Mother Direct Soon & Let’s Meet in a Dream Translations?!

Just four more days until the 2022 Mother Direct! I’ve been working hard for the past few months to get this done and so have all the projects that are a part of it this year. It’s premiering on June 12 at 12PM PT / 3PM ET / 7PM GMT / 9PM CET! Check out the trailer for a taste of what’s in store. Remember to subscribe to our YouTube Channel so you can watch it live, too! Once it ends, you can view all the featured projects on our Mother Direct page through this convenient URL: www.mother.direct

To celebrate this Direct, I wanted to post some translations I made a few years ago from a book by Shigesato Itoi that inspired me to start translating back then. Ever heard of Let’s Meet in a Dream? The book was best described by Starmen.net veteran and translator extraordinaire Lindsay Moore on Yomuka! as “a collection of short-short stories (or perhaps short-short-short stories) by Haruki Murakami and Shigesato Itoi, originally published in 1981. The stories range from one to five pages long, although according to Murakami, these are not quite ‘stories.’ Rather, the book is just a collection of random, aimless pieces of light-hearted writing that Murakami and Itoi clearly enjoyed making.”

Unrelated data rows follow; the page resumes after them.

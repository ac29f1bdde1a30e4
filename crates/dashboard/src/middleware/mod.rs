//! Request middleware: sessions and authentication extractors.

pub mod auth;
pub mod session;

pub use auth::{OptionalAuth, RequireAuth, clear_current_user, set_current_user};
pub use session::{create_session_layer, create_session_store};
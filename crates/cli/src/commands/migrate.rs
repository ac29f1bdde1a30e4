//! Database migration command.
//!
//! Migrations are embedded from `crates/dashboard/migrations/` at compile
//! time; the dashboard crate owns the schema.

use super::CommandError;

/// Run the database migrations.
///
/// # Errors
///
/// Returns an error if the database is unreachable or a migration fails.
pub async fn run() -> Result<(), CommandError> {
    let pool = super::connect().await?;

    tracing::info!("Running migrations...");
    sqlx::migrate!("../dashboard/migrations").run(&pool).await?;
    tracing::info!("Migrations complete");

    Ok(())
}
//! Page input validation.
//!
//! Turns raw form fields into a validated [`PageInput`]. Slugs are derived
//! from the title when left blank; aliases are held to the same slug rules.

use thiserror::Error;

use minispace_core::layout::LayoutId;
use minispace_core::{Slug, SlugError};

use crate::db::pages::PageInput;

/// Maximum page title length.
pub const MAX_TITLE_LENGTH: usize = 200;

/// Errors produced while validating page input.
#[derive(Debug, Error)]
pub enum PageInputError {
    #[error("title cannot be empty")]
    EmptyTitle,
    #[error("title must be at most {MAX_TITLE_LENGTH} characters")]
    TitleTooLong,
    #[error("invalid slug: {0}")]
    InvalidSlug(#[from] SlugError),
    #[error("alias cannot equal the slug")]
    AliasEqualsSlug,
}

/// Raw page fields as they arrive from the form.
#[derive(Debug, Default, Clone)]
pub struct RawPageInput {
    pub title: String,
    pub slug: String,
    pub is_home: bool,
    pub layout: String,
    pub seo_description: String,
    pub canonical_url: String,
    pub alias: String,
    pub language: String,
    pub tags: String,
    pub discoverable: bool,
}

/// Validate raw form fields into a [`PageInput`].
///
/// # Errors
///
/// Returns a [`PageInputError`] naming the first rejected field.
pub fn validate_page_input(raw: &RawPageInput) -> Result<PageInput, PageInputError> {
    let title = raw.title.trim();
    if title.is_empty() {
        return Err(PageInputError::EmptyTitle);
    }
    if title.chars().count() > MAX_TITLE_LENGTH {
        return Err(PageInputError::TitleTooLong);
    }

    let slug = if raw.slug.trim().is_empty() {
        Slug::from_title(title)?
    } else {
        Slug::parse(raw.slug.trim())?
    };

    let alias = match raw.alias.trim() {
        "" => None,
        value => Some(Slug::parse(value)?),
    };
    if alias.as_ref().is_some_and(|a| a == &slug) {
        return Err(PageInputError::AliasEqualsSlug);
    }

    // A per-page layout override is only kept when it names a real layout.
    let layout = LayoutId::parse(&raw.layout).map(|l| l.as_str().to_owned());

    Ok(PageInput {
        title: title.to_owned(),
        slug: slug.into_inner(),
        is_home: raw.is_home,
        layout,
        seo_description: non_empty(&raw.seo_description),
        canonical_url: non_empty(&raw.canonical_url),
        alias: alias.map(Slug::into_inner),
        language: non_empty(&raw.language),
        tags: parse_tags(&raw.tags, usize::MAX).0,
        discoverable: raw.discoverable,
    })
}

/// Trimmed `Some`, or `None` when blank.
pub(crate) fn non_empty(value: &str) -> Option<String> {
    let trimmed = value.trim();
    if trimmed.is_empty() {
        None
    } else {
        Some(trimmed.to_owned())
    }
}

/// Split a comma-separated tag field, trimming and dropping blanks and
/// duplicates. Returns the kept tags and how many were dropped by `max`.
pub(crate) fn parse_tags(raw: &str, max: usize) -> (Vec<String>, usize) {
    let mut tags: Vec<String> = Vec::new();
    for tag in raw.split(',') {
        let tag = tag.trim();
        if tag.is_empty() || tags.iter().any(|t| t.eq_ignore_ascii_case(tag)) {
            continue;
        }
        tags.push(tag.to_owned());
    }
    let dropped = tags.len().saturating_sub(max);
    tags.truncate(max);
    (tags, dropped)
}

#[cfg(test)]
#[allow(clippy::unwrap_used)]
mod tests {
    use super::*;

    fn raw(title: &str, slug: &str) -> RawPageInput {
        RawPageInput {
            title: title.to_owned(),
            slug: slug.to_owned(),
            ..RawPageInput::default()
        }
    }

    #[test]
    fn test_slug_derived_from_title() {
        let input = validate_page_input(&raw("About Me!", "")).unwrap();
        assert_eq!(input.slug, "about-me");
    }

    #[test]
    fn test_explicit_slug_wins() {
        let input = validate_page_input(&raw("About Me!", "about")).unwrap();
        assert_eq!(input.slug, "about");
    }

    #[test]
    fn test_empty_title_rejected() {
        assert!(matches!(
            validate_page_input(&raw("   ", "x")),
            Err(PageInputError::EmptyTitle)
        ));
    }

    #[test]
    fn test_bad_slug_rejected() {
        assert!(matches!(
            validate_page_input(&raw("Title", "Has Spaces")),
            Err(PageInputError::InvalidSlug(_))
        ));
    }

    #[test]
    fn test_alias_must_differ_from_slug() {
        let mut input = raw("About", "about");
        input.alias = "about".to_owned();
        assert!(matches!(
            validate_page_input(&input),
            Err(PageInputError::AliasEqualsSlug)
        ));
    }

    #[test]
    fn test_unknown_layout_override_dropped() {
        let mut input = raw("About", "about");
        input.layout = "mystery-grid".to_owned();
        assert!(validate_page_input(&input).unwrap().layout.is_none());

        input.layout = "modern-card-deck".to_owned();
        assert_eq!(
            validate_page_input(&input).unwrap().layout.as_deref(),
            Some("portfolio-grid")
        );
    }

    #[test]
    fn test_parse_tags_dedupes_and_truncates() {
        let (tags, dropped) = parse_tags("rust, Web,  , rust, systems, extra", 3);
        assert_eq!(tags, vec!["rust", "Web", "systems"]);
        assert_eq!(dropped, 1);
    }
}
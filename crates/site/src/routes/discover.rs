//! Apex routes: the platform landing page and the discover feed.

use std::fmt::Write;

use axum::{
    extract::{Query, State},
    response::{Html, IntoResponse, Response},
};
use serde::Deserialize;
use tracing::instrument;

use minispace_core::layout::{
    Body, DocumentMeta, LayoutId, SiteChrome, escape_html, render_document,
};

use crate::db::posts::{DiscoverRow, PostRepository};
use crate::error::{AppError, Result};
use crate::pagination::{Cursor, clamp_limit};
use crate::state::AppState;
use crate::tenant::{HostClass, SiteHost, classify_host, resolve_host};

/// Query parameters for the discover feed.
#[derive(Debug, Deserialize)]
pub struct DiscoverQuery {
    /// Opaque keyset cursor from a previous page.
    pub after: Option<String>,
}

/// The chrome used for the platform's own pages.
fn platform_chrome(layout: LayoutId) -> SiteChrome {
    let mut chrome = SiteChrome::for_username("minispace");
    chrome.header_text = Some("Minispace".to_owned());
    chrome.footer_text = Some("Small sites, well kept.".to_owned());
    chrome.layout = layout;
    chrome.blog_enabled = false;
    chrome
}

/// Render the platform landing page.
pub fn landing(_state: &AppState) -> Html<String> {
    let chrome = platform_chrome(LayoutId::LandingPage);
    let content = "<p>Minispace gives you a small personal site and blog \
                   under your own subdomain.</p>\n\
                   <p><a href=\"/discover\">Discover what people are writing →</a></p>\n"
        .to_owned();
    let body = Body::Page {
        title: String::new(),
        content_html: content,
    };
    Html(render_document(&chrome, &DocumentMeta::default(), &body))
}

/// Display the discover feed on the apex host. On a tenant host, `/discover`
/// is an ordinary page slug and falls through to the page handler.
#[instrument(skip(state))]
pub async fn discover(
    State(state): State<AppState>,
    SiteHost(host): SiteHost,
    Query(query): Query<DiscoverQuery>,
) -> Result<Response> {
    match classify_host(&host, &state.config().base_domain) {
        HostClass::Apex => render_feed(&state, query.after.as_deref()).await,
        HostClass::Subdomain(_) | HostClass::External(_) => {
            let site = resolve_host(&state, &host)
                .await?
                .ok_or(AppError::UnknownSite(host))?;
            super::home::serve_page(&state, &site, &site.chrome, "discover").await
        }
    }
}

async fn render_feed(state: &AppState, after: Option<&str>) -> Result<Response> {
    let cursor = after.and_then(Cursor::decode);
    let limit = clamp_limit(None);
    let mut rows = PostRepository::new(state.pool())
        .list_discoverable(cursor, limit)
        .await?;

    #[allow(clippy::cast_possible_truncation, clippy::cast_sign_loss)]
    let page_size = limit.max(0) as usize;
    let has_more = rows.len() > page_size;
    if has_more {
        rows.truncate(page_size);
    }

    let mut content = String::new();
    if rows.is_empty() {
        content.push_str("<p>Nothing here yet.</p>\n");
    } else {
        content.push_str("<ul class=\"post-list\">\n");
        for row in &rows {
            push_feed_entry(&mut content, state, row);
        }
        content.push_str("</ul>\n");
    }

    if has_more {
        if let Some(next) = rows.last().and_then(|row| {
            row.published_at.map(|published_at| {
                Cursor {
                    published_at,
                    id: row.id,
                }
                .encode()
            })
        }) {
            let _ = write!(
                content,
                "<p class=\"pager\"><a href=\"/discover?after={}\">Older posts →</a></p>\n",
                escape_html(&next)
            );
        }
    }

    let chrome = platform_chrome(LayoutId::PersonalBlog);
    let body = Body::Page {
        title: "Discover".to_owned(),
        content_html: content,
    };
    Ok(Html(render_document(&chrome, &DocumentMeta::default(), &body)).into_response())
}

fn push_feed_entry(content: &mut String, state: &AppState, row: &DiscoverRow) {
    let url = tenant_post_url(state, &row.username, &row.slug);
    let _ = write!(
        content,
        "<li>\n<h3><a href=\"{url}\">{title}</a></h3>\n<p class=\"post-meta\">{username}",
        title = escape_html(&row.title),
        username = escape_html(&row.username),
    );
    if let Some(ts) = row.published_at {
        let _ = write!(content, " · {}", ts.format("%b %d, %Y"));
    }
    content.push_str("</p>\n");
    if !row.excerpt.is_empty() {
        let _ = write!(content, "<p>{}</p>\n", escape_html(&row.excerpt));
    }
    content.push_str("</li>\n");
}

/// Absolute URL of a post on its tenant's subdomain.
fn tenant_post_url(state: &AppState, username: &str, slug: &str) -> String {
    let config = state.config();
    let base = &config.base_domain;
    if base == "localhost" || base.ends_with(".localhost") {
        format!(
            "http://{username}.{base}:{port}/blog/{slug}",
            port = config.port
        )
    } else {
        format!("https://{username}.{base}/blog/{slug}")
    }
}
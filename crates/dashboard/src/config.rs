//! Dashboard configuration loaded from environment variables.
//!
//! # Environment Variables
//!
//! ## Required
//! - `DASHBOARD_DATABASE_URL` - `PostgreSQL` connection string (falls back
//!   to `DATABASE_URL`)
//! - `DASHBOARD_SESSION_SECRET` - Session secret (min 32 chars, high
//!   entropy)
//!
//! ## Optional
//! - `DASHBOARD_HOST` - Bind address (default: 127.0.0.1)
//! - `DASHBOARD_PORT` - Listen port (default: 3001)
//! - `DASHBOARD_BASE_URL` - Public URL of the dashboard
//!   (default: http://localhost:3001; https enables Secure cookies)
//! - `SITE_BASE_DOMAIN` - Domain tenant sites are served under, used for
//!   "view site" links (default: localhost)
//! - `SENTRY_DSN` - Sentry error tracking DSN
//! - `SENTRY_ENVIRONMENT` - Sentry environment name

use std::collections::HashMap;
use std::net::{IpAddr, SocketAddr};

use secrecy::{ExposeSecret, SecretString};
use thiserror::Error;

const MIN_SESSION_SECRET_LENGTH: usize = 32;
const MIN_ENTROPY_BITS_PER_CHAR: f64 = 3.3;

/// Blocklist of common placeholder patterns (case-insensitive)
const PLACEHOLDER_PATTERNS: &[&str] = &[
    "your-",
    "changeme",
    "replace",
    "placeholder",
    "example",
    "secret",
    "password",
    "xxx",
    "todo",
    "fixme",
    "insert",
    "enter-",
    "put-your",
    "add-your",
];

/// Configuration errors that can occur during loading.
#[derive(Debug, Error)]
pub enum ConfigError {
    #[error("Missing environment variable: {0}")]
    MissingEnvVar(String),
    #[error("Invalid environment variable {0}: {1}")]
    InvalidEnvVar(String, String),
    #[error("Insecure secret in {0}: {1}")]
    InsecureSecret(String, String),
}

/// Dashboard application configuration.
#[derive(Debug, Clone)]
pub struct DashboardConfig {
    /// `PostgreSQL` database connection URL (contains password)
    pub database_url: SecretString,
    /// IP address to bind the server to
    pub host: IpAddr,
    /// Port to listen on
    pub port: u16,
    /// Public base URL for the dashboard
    pub base_url: String,
    /// Session secret
    pub session_secret: SecretString,
    /// Domain tenant sites are served under (for "view site" links)
    pub site_base_domain: String,
    /// Sentry DSN for error tracking
    pub sentry_dsn: Option<String>,
    /// Sentry environment name
    pub sentry_environment: Option<String>,
}

impl DashboardConfig {
    /// Load configuration from environment variables.
    ///
    /// Calls `dotenvy::dotenv()` to load from `.env` file if present.
    ///
    /// # Errors
    ///
    /// Returns `ConfigError` if required variables are missing, invalid, or
    /// if secrets fail validation (placeholder detection, entropy check).
    pub fn from_env() -> Result<Self, ConfigError> {
        // Load .env file if present (ignore errors if not found)
        let _ = dotenvy::dotenv();

        let database_url = get_database_url("DASHBOARD_DATABASE_URL")?;
        let host = get_env_or_default("DASHBOARD_HOST", "127.0.0.1")
            .parse::<IpAddr>()
            .map_err(|e| ConfigError::InvalidEnvVar("DASHBOARD_HOST".to_string(), e.to_string()))?;
        let port = get_env_or_default("DASHBOARD_PORT", "3001")
            .parse::<u16>()
            .map_err(|e| ConfigError::InvalidEnvVar("DASHBOARD_PORT".to_string(), e.to_string()))?;
        let base_url = get_env_or_default("DASHBOARD_BASE_URL", "http://localhost:3001");
        let session_secret = get_validated_secret("DASHBOARD_SESSION_SECRET")?;
        validate_session_secret(&session_secret, "DASHBOARD_SESSION_SECRET")?;
        let site_base_domain = get_env_or_default("SITE_BASE_DOMAIN", "localhost")
            .trim()
            .trim_start_matches('.')
            .to_ascii_lowercase();

        Ok(Self {
            database_url,
            host,
            port,
            base_url,
            session_secret,
            site_base_domain,
            sentry_dsn: get_optional_env("SENTRY_DSN"),
            sentry_environment: get_optional_env("SENTRY_ENVIRONMENT"),
        })
    }

    /// Returns the socket address for binding the server.
    #[must_use]
    pub const fn socket_addr(&self) -> SocketAddr {
        SocketAddr::new(self.host, self.port)
    }

    /// The URL of a tenant's public site, for "view site" links.
    #[must_use]
    pub fn tenant_site_url(&self, username: &str) -> String {
        let base = &self.site_base_domain;
        if base == "localhost" || base.ends_with(".localhost") {
            format!("http://{base}:3000/u/{username}")
        } else {
            format!("https://{username}.{base}")
        }
    }
}

// =============================================================================
// Helper Functions
// =============================================================================

/// Get a required environment variable.
fn get_required_env(key: &str) -> Result<String, ConfigError> {
    std::env::var(key).map_err(|_| ConfigError::MissingEnvVar(key.to_string()))
}

/// Get database URL with fallback to generic `DATABASE_URL`.
fn get_database_url(primary_key: &str) -> Result<SecretString, ConfigError> {
    if let Ok(value) = std::env::var(primary_key) {
        return Ok(SecretString::from(value));
    }
    if let Ok(value) = std::env::var("DATABASE_URL") {
        return Ok(SecretString::from(value));
    }
    Err(ConfigError::MissingEnvVar(primary_key.to_string()))
}

/// Get an optional environment variable.
fn get_optional_env(key: &str) -> Option<String> {
    std::env::var(key).ok()
}

/// Get an environment variable with a default value.
fn get_env_or_default(key: &str, default: &str) -> String {
    std::env::var(key).unwrap_or_else(|_| default.to_string())
}

/// Validate that a session secret meets minimum length requirements.
fn validate_session_secret(secret: &SecretString, var_name: &str) -> Result<(), ConfigError> {
    let value = secret.expose_secret();
    if value.len() < MIN_SESSION_SECRET_LENGTH {
        return Err(ConfigError::InsecureSecret(
            var_name.to_string(),
            format!(
                "must be at least {} characters (got {})",
                MIN_SESSION_SECRET_LENGTH,
                value.len()
            ),
        ));
    }
    Ok(())
}

/// Calculate Shannon entropy in bits per character.
fn shannon_entropy(s: &str) -> f64 {
    if s.is_empty() {
        return 0.0;
    }

    let mut freq: HashMap<char, usize> = HashMap::new();
    for c in s.chars() {
        *freq.entry(c).or_insert(0) += 1;
    }

    #[allow(clippy::cast_precision_loss)] // String length will never exceed f64 precision
    let len = s.len() as f64;
    freq.values()
        .map(|&count| {
            #[allow(clippy::cast_precision_loss)]
            let p = count as f64 / len;
            -p * p.log2()
        })
        .sum()
}

/// Validate that a secret is not a placeholder and has sufficient entropy.
fn validate_secret_strength(secret: &str, var_name: &str) -> Result<(), ConfigError> {
    let lower = secret.to_lowercase();

    // Check blocklist
    for pattern in PLACEHOLDER_PATTERNS {
        if lower.contains(pattern) {
            return Err(ConfigError::InsecureSecret(
                var_name.to_string(),
                format!("appears to be a placeholder (contains '{pattern}')"),
            ));
        }
    }

    // Check entropy (real secrets have high entropy)
    let entropy = shannon_entropy(secret);
    if entropy < MIN_ENTROPY_BITS_PER_CHAR {
        return Err(ConfigError::InsecureSecret(
            var_name.to_string(),
            format!(
                "entropy too low ({entropy:.2} bits/char, need >= {MIN_ENTROPY_BITS_PER_CHAR:.1}). Use a randomly generated secret."
            ),
        ));
    }

    Ok(())
}

/// Load and validate a secret from environment.
fn get_validated_secret(key: &str) -> Result<SecretString, ConfigError> {
    let value = get_required_env(key)?;
    validate_secret_strength(&value, key)?;
    Ok(SecretString::from(value))
}

#[cfg(test)]
#[allow(clippy::unwrap_used)]
mod tests {
    use super::*;

    #[test]
    fn test_shannon_entropy_empty() {
        assert!((shannon_entropy("") - 0.0).abs() < f64::EPSILON);
    }

    #[test]
    fn test_shannon_entropy_single_char() {
        // All same character = 0 entropy
        assert!((shannon_entropy("aaaaaaa") - 0.0).abs() < f64::EPSILON);
    }

    #[test]
    fn test_shannon_entropy_two_chars() {
        // "ab" has entropy of 1 bit per char (50% a, 50% b)
        let entropy = shannon_entropy("ab");
        assert!((entropy - 1.0).abs() < 0.01);
    }

    #[test]
    fn test_validate_secret_strength_placeholder() {
        let result = validate_secret_strength("your-session-key-here", "TEST_VAR");
        assert!(matches!(
            result.unwrap_err(),
            ConfigError::InsecureSecret(_, _)
        ));
    }

    #[test]
    fn test_validate_secret_strength_low_entropy() {
        let result = validate_secret_strength("aaaaaaaaaaaaaaaaaaaaaaaaaaaaaaaaa", "TEST_VAR");
        assert!(matches!(
            result.unwrap_err(),
            ConfigError::InsecureSecret(_, _)
        ));
    }

    #[test]
    fn test_validate_secret_strength_valid() {
        // High-entropy random string
        let result = validate_secret_strength("aB3$xY9!mK2@nL5#pQ7&rT0*uW4^zC6", "TEST_VAR");
        assert!(result.is_ok());
    }

    #[test]
    fn test_validate_session_secret_too_short() {
        let secret = SecretString::from("short");
        assert!(validate_session_secret(&secret, "TEST_SESSION").is_err());
    }

    #[test]
    fn test_validate_session_secret_valid_length() {
        let secret = SecretString::from("a".repeat(32));
        assert!(validate_session_secret(&secret, "TEST_SESSION").is_ok());
    }

    #[test]
    fn test_tenant_site_url() {
        let config = DashboardConfig {
            database_url: SecretString::from("postgres://localhost/test"),
            host: "127.0.0.1".parse().unwrap(),
            port: 3001,
            base_url: "http://localhost:3001".to_string(),
            session_secret: SecretString::from("x".repeat(32)),
            site_base_domain: "minispace.dev".to_string(),
            sentry_dsn: None,
            sentry_environment: None,
        };
        assert_eq!(config.tenant_site_url("ada"), "https://ada.minispace.dev");

        let mut local = config;
        local.site_base_domain = "localhost".to_string();
        assert_eq!(local.tenant_site_url("ada"), "http://localhost:3000/u/ada");
    }
}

Long story short, Lindsay’s translations of Let’s Meet in a Dream back in the day inspired me to try finding more of Itoi’s work outside of games when I was in high school. I got a second publication copy of the book back then just to collect, but I actually found a first publication copy signed by Itoi while I was studying abroad in Tokyo during 2019 because I decided that I wanted to translate it. I was still in school abroad and got to work translating stuff from it to create my first refined translations and compare some of my translations to Lindsay’s.

There’s one piece of writing from the book that I found such a strange beauty in, but it never had a translation. I felt compelled to translate it back then. Something about it really seemed to “get” what it meant to make art that feels alive, y’know? Even translating it felt powerful! It still makes me teary eyed when I read it… Maybe it might make more sense when I finish making something else that could better explain that feeling.

Anyways, you can find that specific translation below and you can read my other Let’s Meet in a Dream translations on our new page for them here. When I have some extra time, I hope I can keep adding to it. Let me know if they make you feel something special too. And again, remember to tune into the Mother Direct on June 12, see you there!

“haruki murakami” by Shigesato Itoi, translated by Kody NOKOLO

Usually, in a fine model railroad, an old couple on a bench waiting for a train or a porter carrying heavy-looking bags are more interesting than a train or a railway. Haruki Murakami, as a traveler, can be felt going somewhere in this kind of model. Perhaps that traveler – whose figure recolored the zinc of a pinky nail, and who’s on his way holding a pinky-sized business briefcase – must be there waiting for a train.

The contents of his case: things too small to understand. What business he has: maybe he’s going on a little trip. The inside of this panorama doesn’t disclose enough to know.

In my imagination, that figure, since he plans to go see this whole model many times over, only answers with “I guess you could call it that.”

“This model – you – you’re not just imaginary.

I feel that way, too. My pastimes are similar.

When I take a train, it seems like I won’t know when I’ll be back either.

After I get on, I never get bored.”

When he starts losing interest in the massive models of one panorama, before he knows it, he’s waiting for a train on another model’s platform.

“Really, you’re not imaginary.

It’s unpleasant; I moved somewhere else because that place was so perpetual.” Gently, I uncapped the mouth of a zinc bottle.